Reacción 5: Succinil-CoA sintetasa (De Succinil-CoA a succinato)


Reacción succinil-CoA-succinatoEl succinil-CoA es un tioéster a alta energía (su ΔG°′ de hidrólisis está en unos -33.5 kJ mol-1, parecido al del ATP que es de -30.5 kJ mol-1). La citrato sintasa se sirve de un intermediario con tal unión a alta energía para llevar a cabo la fusión entre una molécula con dos átomos de carbono (acetil-CoA) y una con cuatro (oxalacetato). La enzima succinil-CoA sintetasa se sirve de tal energía para fosforilar un nucleósido difosfato purinico como el GDP.

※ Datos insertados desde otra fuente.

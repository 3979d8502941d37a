//! CLI output formatting utilities.
//!
//! Colored status messages and short hash/duration formatting for the
//! interactive commands. The agent itself reports through `tracing`.

use std::time::Duration;

use anyhow::Context;
use owo_colors::{OwoColorize, Stream};

pub mod symbols {
  pub const SUCCESS: &str = "✓";
  pub const ERROR: &str = "✗";
  pub const WARNING: &str = "⚠";
  pub const INFO: &str = "•";
}

pub fn truncate_hash(hash: &str) -> &str {
  let len = hash.len().min(12);
  &hash[..len]
}

pub fn format_duration(duration: Duration) -> String {
  let secs = duration.as_secs();
  let millis = duration.subsec_millis();

  if secs >= 60 {
    format!("{}m {}s", secs / 60, secs % 60)
  } else if secs > 0 {
    format!("{}.{:02}s", secs, millis / 10)
  } else {
    format!("{}ms", millis)
  }
}

pub fn print_success(message: &str) {
  println!(
    "{} {}",
    symbols::SUCCESS.if_supports_color(Stream::Stdout, |s| s.green()),
    message
  );
}

pub fn print_error(message: &str) {
  eprintln!(
    "{} {}",
    symbols::ERROR.if_supports_color(Stream::Stderr, |s| s.red()),
    message.if_supports_color(Stream::Stderr, |s| s.red())
  );
}

pub fn print_warning(message: &str) {
  eprintln!(
    "{} {}",
    symbols::WARNING.if_supports_color(Stream::Stderr, |s| s.yellow()),
    message.if_supports_color(Stream::Stderr, |s| s.yellow())
  );
}

pub fn print_info(message: &str) {
  println!(
    "{} {}",
    symbols::INFO.if_supports_color(Stream::Stdout, |s| s.blue()),
    message
  );
}

pub fn print_stat(label: &str, value: &str) {
  println!(
    "  {}: {}",
    label.if_supports_color(Stream::Stdout, |s| s.dimmed()),
    value
  );
}

pub fn print_json<T: serde::Serialize>(value: &T) -> anyhow::Result<()> {
  let json = serde_json::to_string_pretty(value).context("Failed to serialize to JSON")?;
  println!("{}", json);
  Ok(())
}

La energía procedente del tioéster viene convertida en energía ligada a una unión fosfato. El primer paso de la reacción genera un nuevo intermediario a alta energía, conocido como succinil fosfato. Sucesivamente, una histidina presente en el sitio catalítico remueve el fosfato de la molécula glucídica, generando el producto succinato y una molécula de fosfohistidina, que dona velozmente el fosfato a un nucleósido difosfato, recargándolo a trifosfato. Se trata del único paso del ciclo de Krebs en el que se produce una fosforilación a nivel de sustrato.

El GTP está implicado principalmente en las rutas de transducción de señales, pero su papel en un proceso energético como el ciclo de Krebs es, en cambio, esencialmente trasladar grupos fosfato hacia el ATP, en una reacción catalizada por la enzima nucleósido difosfoquinasa.

Reacción 6: Succinato deshidrogenasa (De succinato a fumarato)


Reacción succinato-fumaratoLa parte final del ciclo consiste en la reorganización de moléculas a cuatro átomos de carbono hasta la regeneración del oxalacetato. Para que eso sea posible, el grupo metilo presente en el succinato tiene que convertirse en un carbonilo. Como ocurre en otras rutas, por ejemplo en la beta oxidación de los ácidos grasos, tal conversión ocurre mediante tres pasos: una primera oxidación, una hidratación y una segunda oxidación. Estos tres pasos, además de regenerar oxalacetato, permiten la extracción ulterior de energía mediante la formación de FADH2 y NADH.

La primera reacción de oxidación es catalizada por el complejo enzimático de la succinato deshidrogenasa, la única enzima del ciclo que tiene como aceptor de hidrógeno al FAD en vez de al NAD+. El FAD es enlazado de modo covalente a la enzima por un residuo de histidina. La enzima se vale del FAD ya que la energía asociada a la reacción no es suficiente para reducir el NAD+.

El complejo enzimático también es el único del ciclo que pasa dentro de la membrana mitocondrial. Tal posición se debe a la implicación de la enzima en la cadena de transporte de los electrones. Los electrones pasados sobre el FAD se introducen directamente en la cadena gracias a la unión estable entre la enzima y el cofactor mismo.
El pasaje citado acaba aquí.